Thanks for clearing that up. "kinkster" was so obvious I missed it. Hidden in plain sight.
Sololoquy
1 year ago • Oct 23, 2023
Sololoquy • Oct 23, 2023
Twisty Citrus wrote:

And have you decided upon what sort of dominant you ultimately want to become - something which brings you the most confidence, enjoyment, personal growth, and the thought of which turns you on the most?

Likewise, have you determined what sort of partner you are looking for: a servant, a submissive, someone for domestic chores, a slave, an oral worshipper, a fetish lover, a paysub, etc.?


I'd be interested in learning more about different types of dom and sub. I haven't come across some you mentioned here before. I've heard of pleasure dom and soft dom, which I don't think fit me. Also not a servant or someone for domestic chores. What are some other kinds?
Literate Lycan​(dom male)
1 year ago • Oct 24, 2023
Literate Lycan​(dom male) • Oct 24, 2023
There are as many types of Domination as there are types of submissives or rather as many types as you can imagine. You become you. You can subtly place them in various types simply for the point of discussion and description when trying to find someone who matches you: the Dom 101 - regular ol’ Dom; the Daddy Dom; the romantic; the sadistic; the mentor; the Educator (or Professor); the healer; and the list goes on.

Ultimately, the Dominant is simply the D in the D/s and they hold the responsibility for maintaining the structure of the dynamic as agreed to by both parties involved. (Both parties have to agree on the dynamic form - the Dominant maintains the responsibility for maintaining the structure; the submissive has the responsibility for complying within the confines of the structure - for the betterment of the dynamic)

Key elements to ensure success as a Dominant: The ability to listen and comprehend. The ability to create a safe environment for both parties to be at ease to become or be who they are.

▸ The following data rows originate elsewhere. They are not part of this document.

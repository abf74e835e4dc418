//! Database connection pool management
//!
//! Uses sqlx PgPool with explicit connection limits.

use std::str::FromStr;

use log::LevelFilter;
use sqlx::postgres::{PgConnectOptions, PgPoolOptions};
use sqlx::{ConnectOptions, PgPool};

/// Default maximum connections for the pool.
pub const DEFAULT_MAX_CONNECTIONS: u32 = 5;

/// Pool tuning knobs
#[derive(Debug, Clone, Copy)]
pub struct PoolOptions {
    pub max_connections: u32,
    /// Log statements at INFO instead of DEBUG
    pub echo_sql: bool,
}

impl Default for PoolOptions {
    fn default() -> Self {
        Self {
            max_connections: DEFAULT_MAX_CONNECTIONS,
            echo_sql: false,
        }
    }
}

/// Create a PostgreSQL connection pool.
///
/// # Errors
///
/// Returns an error if the URL is malformed or the first connection fails.
///
/// # Example
///
/// ```ignore
/// let pool = create_pool("postgres://localhost/card_db", PoolOptions::default()).await?;
/// ```
pub async fn create_pool(database_url: &str, options: PoolOptions) -> Result<PgPool, sqlx::Error> {
    let statement_level = if options.echo_sql {
        LevelFilter::Info
    } else {
        LevelFilter::Debug
    };

    let connect_options = PgConnectOptions::from_str(database_url)?.log_statements(statement_level);

    PgPoolOptions::new()
        .max_connections(options.max_connections)
        .connect_with(connect_options)
        .await
}

#[cfg(test)]
mod tests {
    use super::*;

    // Integration tests require a real database
    // Run with: DATABASE_URL=postgres://... cargo test -p cardbox-server -- --ignored

    #[tokio::test]
    async fn malformed_url_is_rejected() {
        let result = create_pool("not a url", PoolOptions::default()).await;
        assert!(result.is_err());
    }

    #[tokio::test]
    #[ignore = "requires database"]
    async fn pool_acquires_connection() {
        let url = std::env::var("DATABASE_URL").expect("DATABASE_URL required");
        let pool = create_pool(&url, PoolOptions::default())
            .await
            .expect("pool creation failed");

        let result: (i32,) = sqlx::query_as("SELECT 1")
            .fetch_one(&pool)
            .await
            .expect("query failed");

        assert_eq!(result.0, 1);
    }
}
//!
//! Values that are masked or plain depending on where they came from.
//!

use crate::{ExposeInterface, PeekInterface, Secret};

///
/// A value that is either masked (wrapped in a [`Secret`]) or plain.
///
/// Request headers are stored as `Maskable<String>`, so logging a header set prints
/// `Signature: *** ***`-style placeholders for masked entries.
///
#[derive(Clone, Eq, PartialEq)]
pub enum Maskable<T: Eq + PartialEq + Clone> {
    /// Value hidden behind a [`Secret`]
    Masked(Secret<T>),
    /// Value printed as is
    Normal(T),
}

impl<T: std::fmt::Debug + Clone + Eq + PartialEq> std::fmt::Debug for Maskable<T> {
    fn fmt(&self, f: &mut std::fmt::Formatter<'_>) -> std::fmt::Result {
        match self {
            Self::Masked(secret_value) => std::fmt::Debug::fmt(secret_value, f),
            Self::Normal(value) => std::fmt::Debug::fmt(value, f),
        }
    }
}

impl<T: Eq + PartialEq + Clone + std::hash::Hash> std::hash::Hash for Maskable<T> {
    fn hash<H: std::hash::Hasher>(&self, state: &mut H) {
        match self {
            Self::Masked(value) => value.peek().hash(state),
            Self::Normal(value) => value.hash(state),
        }
    }
}

impl<T: Eq + PartialEq + Clone> Maskable<T> {
    /// Get the inner data while consuming self
    pub fn into_inner(self) -> T {
        match self {
            Self::Masked(inner_secret) => inner_secret.expose(),
            Self::Normal(inner) => inner,
        }
    }

    /// Borrow the inner data
    pub fn inner(&self) -> &T {
        match self {
            Self::Masked(inner_secret) => inner_secret.peek(),
            Self::Normal(inner) => inner,
        }
    }

    /// `true` for values that must not be printed
    pub fn is_masked(&self) -> bool {
        matches!(self, Self::Masked(_))
    }

    /// Create a new masked value
    pub fn new_masked(item: Secret<T>) -> Self {
        Self::Masked(item)
    }

    /// Create a new plain value
    pub fn new_normal(item: T) -> Self {
        Self::Normal(item)
    }
}

/// Conversion of a value into its masked [`Maskable`] form.
pub trait Mask {
    /// The type held by the resulting [`Maskable`]
    type Output: Eq + Clone + PartialEq;

    /// Wrap `self` as masked data
    fn into_masked(self) -> Maskable<Self::Output>;
}

impl Mask for String {
    type Output = Self;
    fn into_masked(self) -> Maskable<Self::Output> {
        Maskable::new_masked(self.into())
    }
}

impl Mask for Secret<String> {
    type Output = String;
    fn into_masked(self) -> Maskable<Self::Output> {
        Maskable::new_masked(self)
    }
}

impl<T: Eq + PartialEq + Clone> From<T> for Maskable<T> {
    fn from(value: T) -> Self {
        Self::new_normal(value)
    }
}

impl From<&str> for Maskable<String> {
    fn from(value: &str) -> Self {
        Self::new_normal(value.to_owned())
    }
}

#[cfg(test)]
mod tests {
    use super::{Mask, Maskable};

    #[test]
    fn masked_header_value_is_hidden_in_debug_output() {
        let signature = "1d41b723b630e0cd790e553b12293995f24a1dd8".to_string().into_masked();
        let rendered = format!("{signature:?}");

        assert!(signature.is_masked());
        assert!(!rendered.contains("1d41b723"));
        assert_eq!(signature.inner(), "1d41b723b630e0cd790e553b12293995f24a1dd8");
    }

    #[test]
    fn normal_header_value_is_printed() {
        let content_type: Maskable<String> = "application/json".into();
        assert_eq!(format!("{content_type:?}"), r#""application/json""#);
        assert_eq!(content_type.into_inner(), "application/json");
    }
}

If you feel inclined to be Dominant, what do you desire from it for yourself and for your partner (submissive). Is it only sexual? Or are you interested in lifestyle?

There is a massive and huge difference between being a Dominant in a healthy dynamic and someone who simply wants a person to care for them at home and provide sexual favors. Many (many) individuals who describe themselves as dominant seem to have an opinion that they don’t have to put effort into the relationship. They simply have to exist and the submissive should be kneeling and fawning over them and bringing them drinks and disappear when the sex is done. Just like many submissives believe they only need to kneel when they feel like it. These are simply kinksters, not Dominant nor submissive. Nothing wrong with that. Just not really the same.

So to begin, how do you see yourself being Dominant?
House Talion​(dom male)
1 year ago • Oct 24, 2023
House Talion​(dom male) • Oct 24, 2023
Treat ppl like ppl, not the scum kn the bottom of your boot cause everyone is someone. Findoms finish last, ubber-dommes are everywhere
tallslenderguy​(other male)
1 year ago • Oct 26, 2023
Was gonna respond with more... but instead i can ditto Literate Lycan, i feel He offers some great input.

Like others, i'd underline the idea that there is no standard, one size fits all D/s dynamic. As i see it, D/s is a framework for both exercise and discovery for each of the people involved, and then meshing, blending them together. To me, the participants define the dynamic, the dynamic doesn't define the participants. So self knowledge, mutual openness are both fuel for ongoing commitment and foundation to build on.